In the Birmingham Post (Aug. 12), Dennis Ellam blamed the release on a "misguided philosophy" attacking an industry that is an "affront" to the British people. His article is cutely entitled "Invasion of the Killer Minks." [As every U.S. fur farmer knows, a "killer mink" is that vicious, impossible cross of a mink and a lynx, more commonly called a "minx" by city folk. No wonder the English are nervous! - editor].

States Ellam emphatically, "The weekend's escapade, and the resulting mayhem, are the consequence of misguided philosophy.

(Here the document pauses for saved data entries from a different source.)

//! Parameter bookkeeping, AdamW with serializable state, dynamic loss
//! scaling and the exponential learning-rate schedule.
//!
//! Gradients are collected into a [`Gradients`] buffer instead of being
//! applied straight from a `GradStore`, so several backward passes can be
//! accumulated before one optimizer step and the buffer can be unscaled and
//! checked for overflow in between.

use std::collections::HashMap;

use candle_core::backprop::GradStore;
use candle_core::{DType, Tensor, Var};
use candle_nn::{ParamsAdamW, VarMap};
use serde::{Deserialize, Serialize};

use crate::model::layers::scalar;
use crate::{Error, Result};

// ---------------------------------------------------------------------------
// Parameters and gradients
// ---------------------------------------------------------------------------

/// Named trainable variables in a stable (sorted) order.
#[derive(Debug, Clone, Default)]
pub struct ParamSet {
    names: Vec<String>,
    vars: Vec<Var>,
}

impl ParamSet {
    pub fn from_varmap(varmap: &VarMap) -> Self {
        Self::from_groups(&[("", varmap)])
    }

    /// Merge several var maps; names are prefixed with `<group>.` unless the
    /// group is empty.
    pub fn from_groups(groups: &[(&str, &VarMap)]) -> Self {
        let mut entries: Vec<(String, Var)> = Vec::new();
        for (group, varmap) in groups {
            let data = varmap.data().lock().unwrap_or_else(|e| e.into_inner());
            for (name, var) in data.iter() {
                let name = if group.is_empty() {
                    name.clone()
                } else {
                    format!("{group}.{name}")
                };
                entries.push((name, var.clone()));
            }
        }
        entries.sort_by(|a, b| a.0.cmp(&b.0));
        let (names, vars) = entries.into_iter().unzip();
        Self { names, vars }
    }

    pub fn len(&self) -> usize {
        self.vars.len()
    }

    pub fn is_empty(&self) -> bool {
        self.vars.is_empty()
    }

    pub fn names(&self) -> &[String] {
        &self.names
    }

    pub fn vars(&self) -> &[Var] {
        &self.vars
    }

    pub fn iter(&self) -> impl Iterator<Item = (&str, &Var)> {
        self.names.iter().map(String::as_str).zip(&self.vars)
    }

    /// Total number of scalar parameters.
    pub fn num_elements(&self) -> usize {
        self.vars.iter().map(|v| v.elem_count()).sum()
    }
}

/// Gradient buffer aligned with a [`ParamSet`].
#[derive(Debug, Clone)]
pub struct Gradients {
    grads: Vec<Option<Tensor>>,
}

impl Gradients {
    pub fn new(params: &ParamSet) -> Self {
        Self {
            grads: vec![None; params.len()],
        }
    }

    /// Add the gradients of one backward pass.
    pub fn accumulate(&mut self, params: &ParamSet, store: &GradStore) -> Result<()> {
        for (slot, var) in self.grads.iter_mut().zip(params.vars()) {
            let Some(g) = store.get(var.as_tensor()) else {
                continue;
            };
            let g = g.detach();
            *slot = Some(match slot.take() {
                Some(acc) => (acc + g)?,
                None => g,
            });
        }
        Ok(())
    }

    pub fn get(&self, index: usize) -> Option<&Tensor> {
        self.grads.get(index).and_then(Option::as_ref)
    }

    pub fn is_empty(&self) -> bool {
        self.grads.iter().all(Option::is_none)
    }

    pub fn scale(&mut self, factor: f64) -> Result<()> {
        for g in self.grads.iter_mut().flatten() {
            *g = (&*g * factor)?;
        }
        Ok(())
    }

    /// `false` as soon as any entry is NaN or infinite.
    pub fn all_finite(&self) -> Result<bool> {
        for g in self.grads.iter().flatten() {
            let sum_sq = g.to_dtype(DType::F32)?.sqr()?.sum_all()?;
            if !scalar(&sum_sq)?.is_finite() {
                return Ok(false);
            }
        }
        Ok(true)
    }

    pub fn clear(&mut self) {
        self.grads.iter_mut().for_each(|g| *g = None);
    }
}

// ---------------------------------------------------------------------------
// AdamW
// ---------------------------------------------------------------------------

/// Decoupled-weight-decay Adam whose moments can be saved and restored.
#[derive(Debug, Clone)]
pub struct AdamW {
    params: ParamsAdamW,
    first_moment: Vec<Tensor>,
    second_moment: Vec<Tensor>,
    step_t: usize,
}

impl AdamW {
    pub fn new(params: &ParamSet, config: ParamsAdamW) -> Result<Self> {
        let zeros = |v: &Var| Tensor::zeros(v.shape(), v.dtype(), v.device());
        Ok(Self {
            params: config,
            first_moment: params.vars().iter().map(zeros).collect::<candle_core::Result<_>>()?,
            second_moment: params.vars().iter().map(zeros).collect::<candle_core::Result<_>>()?,
            step_t: 0,
        })
    }

    pub fn learning_rate(&self) -> f64 {
        self.params.lr
    }

    pub fn set_learning_rate(&mut self, lr: f64) {
        self.params.lr = lr;
    }

    pub fn step_count(&self) -> usize {
        self.step_t
    }

    /// Apply one update. Parameters without a gradient are left untouched.
    pub fn step(&mut self, params: &ParamSet, grads: &Gradients) -> Result<()> {
        if params.len() != self.first_moment.len() {
            return Err(Error::Shape(format!(
                "optimizer built for {} parameters, stepped with {}",
                self.first_moment.len(),
                params.len()
            )));
        }
        self.step_t += 1;
        let ParamsAdamW {
            lr,
            beta1,
            beta2,
            eps,
            weight_decay,
        } = self.params.clone();
        let scale_m = 1f64 / (1f64 - beta1.powi(self.step_t as i32));
        let scale_v = 1f64 / (1f64 - beta2.powi(self.step_t as i32));

        for (i, theta) in params.vars().iter().enumerate() {
            let Some(g) = grads.get(i) else {
                continue;
            };
            let next_m = ((&self.first_moment[i] * beta1)? + (g * (1.0 - beta1))?)?;
            let next_v = ((&self.second_moment[i] * beta2)? + (g.sqr()? * (1.0 - beta2))?)?;
            let m_hat = (&next_m * scale_m)?;
            let v_hat = (&next_v * scale_v)?;
            let next_theta = (theta.as_tensor() * (1f64 - lr * weight_decay))?;
            let adjusted = (m_hat / (v_hat.sqrt()? + eps)?)?;
            theta.set(&(next_theta - (adjusted * lr)?)?)?;
            self.first_moment[i] = next_m;
            self.second_moment[i] = next_v;
        }
        Ok(())
    }

    /// Moments keyed as `m.<param>` / `v.<param>`.
    pub fn state_tensors(&self, params: &ParamSet) -> HashMap<String, Tensor> {
        let mut out = HashMap::with_capacity(2 * params.len());
        for (i, name) in params.names().iter().enumerate() {
            out.insert(format!("m.{name}"), self.first_moment[i].clone());
            out.insert(format!("v.{name}"), self.second_moment[i].clone());
        }
        out
    }

    /// Restore moments written by [`Self::state_tensors`]. Every moment is
    /// validated before any is replaced.
    pub fn load_state(
        &mut self,
        params: &ParamSet,
        tensors: &HashMap<String, Tensor>,
        step_t: usize,
    ) -> Result<()> {
        let mut first = Vec::with_capacity(params.len());
        let mut second = Vec::with_capacity(params.len());
        for (name, var) in params.iter() {
            for (prefix, dst) in [("m", &mut first), ("v", &mut second)] {
                let key = format!("{prefix}.{name}");
                let t = tensors
                    .get(&key)
                    .ok_or_else(|| Error::Checkpoint(format!("optimizer state missing `{key}`")))?;
                if t.dims() != var.dims() {
                    return Err(Error::Checkpoint(format!(
                        "optimizer state `{key}` has shape {:?}, parameter has {:?}",
                        t.dims(),
                        var.dims()
                    )));
                }
                dst.push(t.to_device(var.device())?.to_dtype(var.dtype())?);
            }
        }
        self.first_moment = first;
        self.second_moment = second;
        self.step_t = step_t;
        Ok(())
    }
}

// ---------------------------------------------------------------------------
// Loss scaling
// ---------------------------------------------------------------------------

/// Serializable part of [`GradScaler`].
#[derive(Debug, Clone, Copy, PartialEq, Serialize, Deserialize)]
pub struct GradScalerState {
    pub scale: f64,
    pub growth_tracker: usize,
}

/// Dynamic loss scaling for reduced-precision training.
///
/// The loss is multiplied by `scale` before backward; gradients are divided
/// by it before the optimizer step. A step whose gradients overflow is
/// skipped and the scale is halved; after `growth_interval` clean steps the
/// scale doubles. A disabled scaler passes everything through unchanged.
#[derive(Debug, Clone)]
pub struct GradScaler {
    enabled: bool,
    scale: f64,
    growth_factor: f64,
    backoff_factor: f64,
    growth_interval: usize,
    growth_tracker: usize,
}

impl GradScaler {
    pub fn new(enabled: bool) -> Self {
        Self {
            enabled,
            scale: 65536.0,
            growth_factor: 2.0,
            backoff_factor: 0.5,
            growth_interval: 2000,
            growth_tracker: 0,
        }
    }

    pub fn is_enabled(&self) -> bool {
        self.enabled
    }

    pub fn scale_value(&self) -> f64 {
        if self.enabled { self.scale } else { 1.0 }
    }

    pub fn scale_loss(&self, loss: &Tensor) -> Result<Tensor> {
        if !self.enabled {
            return Ok(loss.clone());
        }
        Ok((loss * self.scale)?)
    }

    /// Unscale `grads`, step `optimizer` when they are finite and update the
    /// scale. Returns whether the optimizer actually stepped.
    pub fn step(
        &mut self,
        optimizer: &mut AdamW,
        params: &ParamSet,
        grads: &mut Gradients,
    ) -> Result<bool> {
        if !self.enabled {
            optimizer.step(params, grads)?;
            return Ok(true);
        }
        grads.scale(1.0 / self.scale)?;
        if !grads.all_finite()? {
            self.scale *= self.backoff_factor;
            self.growth_tracker = 0;
            tracing::warn!(scale = self.scale, "non-finite gradients, skipping step");
            return Ok(false);
        }
        optimizer.step(params, grads)?;
        self.growth_tracker += 1;
        if self.growth_tracker == self.growth_interval {
            self.scale *= self.growth_factor;
            self.growth_tracker = 0;
        }
        Ok(true)
    }

    pub fn state(&self) -> GradScalerState {
        GradScalerState {
            scale: self.scale,
            growth_tracker: self.growth_tracker,
        }
    }

    pub fn load_state(&mut self, state: GradScalerState) {
        self.scale = state.scale;
        self.growth_tracker = state.growth_tracker;
    }
}

// ---------------------------------------------------------------------------
// LR schedule
// ---------------------------------------------------------------------------

/// `lr = base_lr · γ^epoch`, stepped once per epoch.
#[derive(Debug, Clone, Copy, PartialEq, Serialize, Deserialize)]
pub struct ExponentialLr {
    pub base_lr: f64,
    pub gamma: f64,
    pub last_epoch: usize,
}

impl ExponentialLr {
    pub fn new(base_lr: f64, gamma: f64) -> Self {
        Self {
            base_lr,
            gamma,
            last_epoch: 0,
        }
    }

    pub fn current_lr(&self) -> f64 {
        self.base_lr * self.gamma.powi(self.last_epoch as i32)
    }

    /// Advance one epoch and push the new rate into `optimizer`.
    pub fn step(&mut self, optimizer: &mut AdamW) {
        self.last_epoch += 1;
        optimizer.set_learning_rate(self.current_lr());
    }
}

Many a reasonable person, in fact, would abhor the working of mink farms anywhere in Britain, since we are a society which has largely taken the decision - voluntarily, and not by coercion or the threat of violence - that the wearing of animal fur is no longer acceptable.

"In other countries, in particular those where the winter brings a daily battle against the elements, such as Canada and Scandinavia, the trade in furs still thrives, simply because there is no synthetic alternative which is adequate for the conditions.

"It is a justifiable argument, that those populations who continue to wear mink should produce their own. The fur-farming industry which remains in the UK is surely an affront, here, to a changing public ethic."

Interesting, isn't it, that an educated, literate person living comfortably in an industrialized country would argue that the wearing of polluting, non-renewable petro-chemical products is actually an acceptable alternative to a 100-percent natural product?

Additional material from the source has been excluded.